▶ **EXERCISE PROMPT**
Return, from the data below, each line that contains the word "affiliation".

▶ **DATA IN THIS EXERCISE**
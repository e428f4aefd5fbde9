use anyhow::{Context, Result};
use chrono::{DateTime, Duration, NaiveDate, TimeZone, Utc};
use clap::Parser;
use sqlx::{PgConnection, PgPool};
use tracing::info;
use uuid::Uuid;

use symposia::utils::normalize_name;

#[derive(Parser, Debug)]
#[command(name = "seed_program")]
#[command(about = "Seed a demo conference program for local development")]
struct Args {
    /// Conference acronym
    #[arg(long, default_value = "RUSTFEST")]
    acronym: String,

    /// Conference year
    #[arg(long, default_value_t = 2026)]
    year: i32,

    /// First conference day (YYYY-MM-DD)
    #[arg(long, default_value = "2026-09-14")]
    first_day: NaiveDate,

    /// Dry run - roll everything back instead of committing
    #[arg(long)]
    dry_run: bool,
}

struct SeededIds {
    conference: Uuid,
    sections: Vec<Uuid>,
    presenters: Vec<Uuid>,
}

#[tokio::main]
async fn main() -> Result<()> {
    dotenvy::dotenv().ok();
    tracing_subscriber::fmt().init();

    let args = Args::parse();

    let url = std::env::var("DATABASE_URL").context("DATABASE_URL must be set")?;
    let pool = PgPool::connect(&url).await?;

    let mut tx = pool.begin().await?;
    let seeded = seed(&mut tx, &args).await?;

    if args.dry_run {
        tx.rollback().await?;
        info!("Dry run - rolled back");
    } else {
        tx.commit().await?;
        info!(
            "Seeded conference {} ({}{}) with {} sections and {} presenters",
            seeded.conference,
            args.acronym,
            args.year,
            seeded.sections.len(),
            seeded.presenters.len()
        );
    }

    Ok(())
}

async fn seed(conn: &mut PgConnection, args: &Args) -> Result<SeededIds> {
    let conference = insert_conference(conn, args).await?;

    let talks = insert_category(conn, conference, "Talks", "#1f77b4").await?;
    let workshops = insert_category(conn, conference, "Workshops", "#2ca02c").await?;

    let day_start = Utc
        .from_utc_datetime(&args.first_day.and_hms_opt(9, 0, 0).unwrap());

    // Two overlapping morning slots and a clean afternoon one, so the
    // conflict endpoints have something to report out of the box.
    let sections = vec![
        insert_section(conn, conference, talks, "Opening talks", "Main hall", day_start, day_start + Duration::minutes(60)).await?,
        insert_section(conn, conference, workshops, "Morning workshop", "Room 2", day_start + Duration::minutes(30), day_start + Duration::minutes(90)).await?,
        insert_section(conn, conference, talks, "Afternoon talks", "Main hall", day_start + Duration::hours(5), day_start + Duration::hours(6)).await?,
    ];

    let presenters = vec![
        insert_presenter(conn, "Ada Lovelace", "Analytical Engines Ltd").await?,
        insert_presenter(conn, "Grace Hopper", "Compiler Works").await?,
        insert_presenter(conn, "José García", "Universidad de Pruebas").await?,
    ];

    let keynote = insert_presentation(conn, conference, "Keynote: programs about programs").await?;
    let intro = insert_presentation(conn, conference, "Intro to interval arithmetic").await?;
    let lab = insert_presentation(conn, conference, "Hands-on scheduling lab").await?;

    insert_role(conn, keynote, presenters[0], 0).await?;
    insert_role(conn, intro, presenters[1], 0).await?;
    insert_role(conn, lab, presenters[0], 0).await?;
    insert_role(conn, lab, presenters[2], 1).await?;

    // Place the keynote; the lab shares Ada, so assigning it to the
    // overlapping workshop slot will trip the conflict check.
    assign_section(conn, keynote, sections[0]).await?;
    assign_section(conn, intro, sections[2]).await?;

    // Grace is unavailable on day two.
    insert_full_day_conflict(conn, presenters[1], args.first_day.succ_opt().unwrap()).await?;

    Ok(SeededIds {
        conference,
        sections,
        presenters,
    })
}

async fn insert_conference(conn: &mut PgConnection, args: &Args) -> Result<Uuid> {
    let id = sqlx::query_scalar::<_, Uuid>(
        "INSERT INTO conferences (acronym, year, name, start_date, end_date, city, country, creator, modifier)
         VALUES ($1, $2, $3, $4, $5, $6, $7, 'seed', 'seed')
         RETURNING id",
    )
    .bind(args.acronym.to_uppercase())
    .bind(args.year)
    .bind(format!("{} {}", args.acronym, args.year))
    .bind(args.first_day)
    .bind(args.first_day + Duration::days(2))
    .bind("Lisbon")
    .bind("Portugal")
    .fetch_one(&mut *conn)
    .await
    .context("inserting conference")?;

    Ok(id)
}

async fn insert_category(
    conn: &mut PgConnection,
    conference_id: Uuid,
    name: &str,
    color: &str,
) -> Result<Uuid> {
    let id = sqlx::query_scalar::<_, Uuid>(
        "INSERT INTO categories (conference_id, name, color, creator, modifier)
         VALUES ($1, $2, $3, 'seed', 'seed')
         RETURNING id",
    )
    .bind(conference_id)
    .bind(name)
    .bind(color)
    .fetch_one(&mut *conn)
    .await
    .context("inserting category")?;

    Ok(id)
}

#[allow(clippy::too_many_arguments)]
async fn insert_section(
    conn: &mut PgConnection,
    conference_id: Uuid,
    category_id: Uuid,
    name: &str,
    room: &str,
    start_time: DateTime<Utc>,
    end_time: DateTime<Utc>,
) -> Result<Uuid> {
    let id = sqlx::query_scalar::<_, Uuid>(
        "INSERT INTO sections (conference_id, category_id, name, room, start_time, end_time, creator, modifier)
         VALUES ($1, $2, $3, $4, $5, $6, 'seed', 'seed')
         RETURNING id",
    )
    .bind(conference_id)
    .bind(category_id)
    .bind(name)
    .bind(room)
    .bind(start_time)
    .bind(end_time)
    .fetch_one(&mut *conn)
    .await
    .context("inserting section")?;

    Ok(id)
}

async fn insert_presenter(
    conn: &mut PgConnection,
    full_name: &str,
    affiliation: &str,
) -> Result<Uuid> {
    let id = sqlx::query_scalar::<_, Uuid>(
        "INSERT INTO presenters (full_name, normalized_name, affiliation, creator, modifier)
         VALUES ($1, $2, $3, 'seed', 'seed')
         RETURNING id",
    )
    .bind(full_name)
    .bind(normalize_name(full_name))
    .bind(affiliation)
    .fetch_one(&mut *conn)
    .await
    .context("inserting presenter")?;

    Ok(id)
}

async fn insert_presentation(
    conn: &mut PgConnection,
    conference_id: Uuid,
    title: &str,
) -> Result<Uuid> {
    let id = sqlx::query_scalar::<_, Uuid>(
        "INSERT INTO presentations (conference_id, title, status, creator, modifier)
         VALUES ($1, $2, 'accepted', 'seed', 'seed')
         RETURNING id",
    )
    .bind(conference_id)
    .bind(title)
    .fetch_one(&mut *conn)
    .await
    .context("inserting presentation")?;

    Ok(id)
}

async fn insert_role(
    conn: &mut PgConnection,
    presentation_id: Uuid,
    presenter_id: Uuid,
    position: i32,
) -> Result<()> {
    sqlx::query(
        "INSERT INTO presenter_roles (presentation_id, presenter_id, position, creator, modifier)
         VALUES ($1, $2, $3, 'seed', 'seed')",
    )
    .bind(presentation_id)
    .bind(presenter_id)
    .bind(position)
    .execute(&mut *conn)
    .await
    .context("inserting presenter role")?;

    Ok(())
}

async fn assign_section(
    conn: &mut PgConnection,
    presentation_id: Uuid,
    section_id: Uuid,
) -> Result<()> {
    sqlx::query("UPDATE presentations SET section_id = $1 WHERE id = $2")
        .bind(section_id)
        .bind(presentation_id)
        .execute(&mut *conn)
        .await
        .context("assigning section")?;

    Ok(())
}

async fn insert_full_day_conflict(
    conn: &mut PgConnection,
    presenter_id: Uuid,
    date: NaiveDate,
) -> Result<()> {
    sqlx::query(
        "INSERT INTO declared_conflicts (presenter_id, kind, date, note, creator, modifier)
         VALUES ($1, 'full_day', $2, 'travel day', 'seed', 'seed')",
    )
    .bind(presenter_id)
    .bind(date)
    .execute(&mut *conn)
    .await
    .context("inserting declared conflict")?;

    Ok(())
}
//! Route tables shared by the server binary and the integration tests.
//!
//! Reads are public; everything that mutates the program goes through
//! [`crate::middleware::require_api_token`], which the binary layers onto
//! [`protected_routes`].

use axum::{
    routing::{get, post},
    Router,
};
use sqlx::{Pool, Postgres};

use crate::handlers;

async fn root() -> &'static str {
    "Symposia conference API"
}

/// Read-only routes, served without authentication.
pub fn public_routes() -> Router<Pool<Postgres>> {
    Router::new()
        .route("/", get(root))
        .route("/conferences", get(handlers::list_conferences))
        .route("/conferences/{id}", get(handlers::get_conference))
        .route("/conferences/{id}/categories", get(handlers::list_categories))
        .route("/conferences/{id}/sections", get(handlers::list_sections))
        .route(
            "/conferences/{id}/conflicts/summary",
            get(handlers::conflicts_summary),
        )
        .route("/categories/{id}", get(handlers::get_category))
        .route("/sections/{id}", get(handlers::get_section))
        .route("/presentations", get(handlers::list_presentations))
        .route("/presentations/{id}", get(handlers::get_presentation))
        .route("/presenters", get(handlers::list_presenters))
        .route("/presenters/{id}", get(handlers::get_presenter))
        .route(
            "/presenters/{id}/conflicts",
            get(handlers::list_declared_conflicts),
        )
        .route("/presenter-roles", get(handlers::list_presenter_roles))
        .route("/presenter-roles/{id}", get(handlers::get_presenter_role))
}

/// Mutating routes; the binary puts these behind the API-token middleware.
pub fn protected_routes() -> Router<Pool<Postgres>> {
    Router::new()
        .route("/conferences", post(handlers::create_conference))
        .route(
            "/conferences/{id}",
            axum::routing::put(handlers::update_conference).delete(handlers::delete_conference),
        )
        .route("/categories", post(handlers::create_category))
        .route(
            "/categories/{id}",
            axum::routing::put(handlers::update_category).delete(handlers::delete_category),
        )
        .route("/sections", post(handlers::create_section))
        .route(
            "/sections/{id}",
            axum::routing::put(handlers::update_section).delete(handlers::delete_section),
        )
        .route("/presentations", post(handlers::create_presentation))
        .route(
            "/presentations/{id}",
            axum::routing::put(handlers::update_presentation)
                .delete(handlers::delete_presentation),
        )
        .route(
            "/presentations/{id}/check-conflicts",
            post(handlers::check_conflicts),
        )
        .route(
            "/presentations/{id}/assign-with-conflict-check",
            post(handlers::assign_with_conflict_check),
        )
        .route(
            "/presentations/{id}/unassign",
            post(handlers::unassign_section),
        )
        .route("/presenters", post(handlers::create_presenter))
        .route(
            "/presenters/{id}",
            axum::routing::put(handlers::update_presenter).delete(handlers::delete_presenter),
        )
        .route(
            "/presenters/{id}/conflicts",
            post(handlers::create_declared_conflict),
        )
        .route(
            "/declared-conflicts/{id}",
            axum::routing::delete(handlers::delete_declared_conflict),
        )
        .route("/presenter-roles", post(handlers::create_presenter_role))
        .route(
            "/presenter-roles/{id}",
            axum::routing::put(handlers::update_presenter_role)
                .delete(handlers::delete_presenter_role),
        )
}
use chrono::{DateTime, NaiveDate, Utc};
use serde::{Deserialize, Serialize, Serializer};
use utoipa::ToSchema;
use uuid::Uuid;

/// Conference response model (matches database schema)
#[derive(Debug, sqlx::FromRow, ToSchema)]
pub struct Conference {
    pub id: Uuid,
    /// Short uppercase identifier (e.g., RUSTFEST, EUROCONF)
    pub acronym: String,
    pub year: i32,
    pub name: String,
    pub start_date: Option<NaiveDate>,
    pub end_date: Option<NaiveDate>,
    pub city: Option<String>,
    pub country: Option<String>,
    /// IANA timezone name the program is published in
    pub timezone: Option<String>,
    pub website_url: Option<String>,
    pub created_at: DateTime<Utc>,
    pub updated_at: DateTime<Utc>,
}

impl Conference {
    /// Get the human-friendly slug (e.g., RUSTFEST2026)
    pub fn slug(&self) -> String {
        format!("{}{}", self.acronym.to_uppercase(), self.year)
    }
}

// Custom serialization to include computed slug field
impl Serialize for Conference {
    fn serialize<S>(&self, serializer: S) -> Result<S::Ok, S::Error>
    where
        S: Serializer,
    {
        use serde::ser::SerializeStruct;
        let mut state = serializer.serialize_struct("Conference", 13)?;
        state.serialize_field("id", &self.id)?;
        state.serialize_field("slug", &self.slug())?;
        state.serialize_field("acronym", &self.acronym)?;
        state.serialize_field("year", &self.year)?;
        state.serialize_field("name", &self.name)?;
        state.serialize_field("start_date", &self.start_date)?;
        state.serialize_field("end_date", &self.end_date)?;
        state.serialize_field("city", &self.city)?;
        state.serialize_field("country", &self.country)?;
        state.serialize_field("timezone", &self.timezone)?;
        state.serialize_field("website_url", &self.website_url)?;
        state.serialize_field("created_at", &self.created_at)?;
        state.serialize_field("updated_at", &self.updated_at)?;
        state.end()
    }
}

/// Request model for creating a new conference
#[derive(Debug, Deserialize, ToSchema)]
pub struct CreateConference {
    pub acronym: String,
    pub year: i32,
    pub name: String,
    pub start_date: Option<NaiveDate>,
    pub end_date: Option<NaiveDate>,
    pub city: Option<String>,
    pub country: Option<String>,
    pub timezone: Option<String>,
    pub website_url: Option<String>,
    pub creator: String,
    pub modifier: String,
}

/// Request model for updating a conference
#[derive(Debug, Deserialize, ToSchema)]
pub struct UpdateConference {
    pub acronym: Option<String>,
    pub year: Option<i32>,
    pub name: Option<String>,
    pub start_date: Option<NaiveDate>,
    pub end_date: Option<NaiveDate>,
    pub city: Option<String>,
    pub country: Option<String>,
    pub timezone: Option<String>,
    pub website_url: Option<String>,
    pub modifier: String,
}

▶ **WRITTEN ANSWER**
    affiliation: &str,
        "INSERT INTO presenters (full_name, normalized_name, affiliation, creator, modifier)
    .bind(affiliation)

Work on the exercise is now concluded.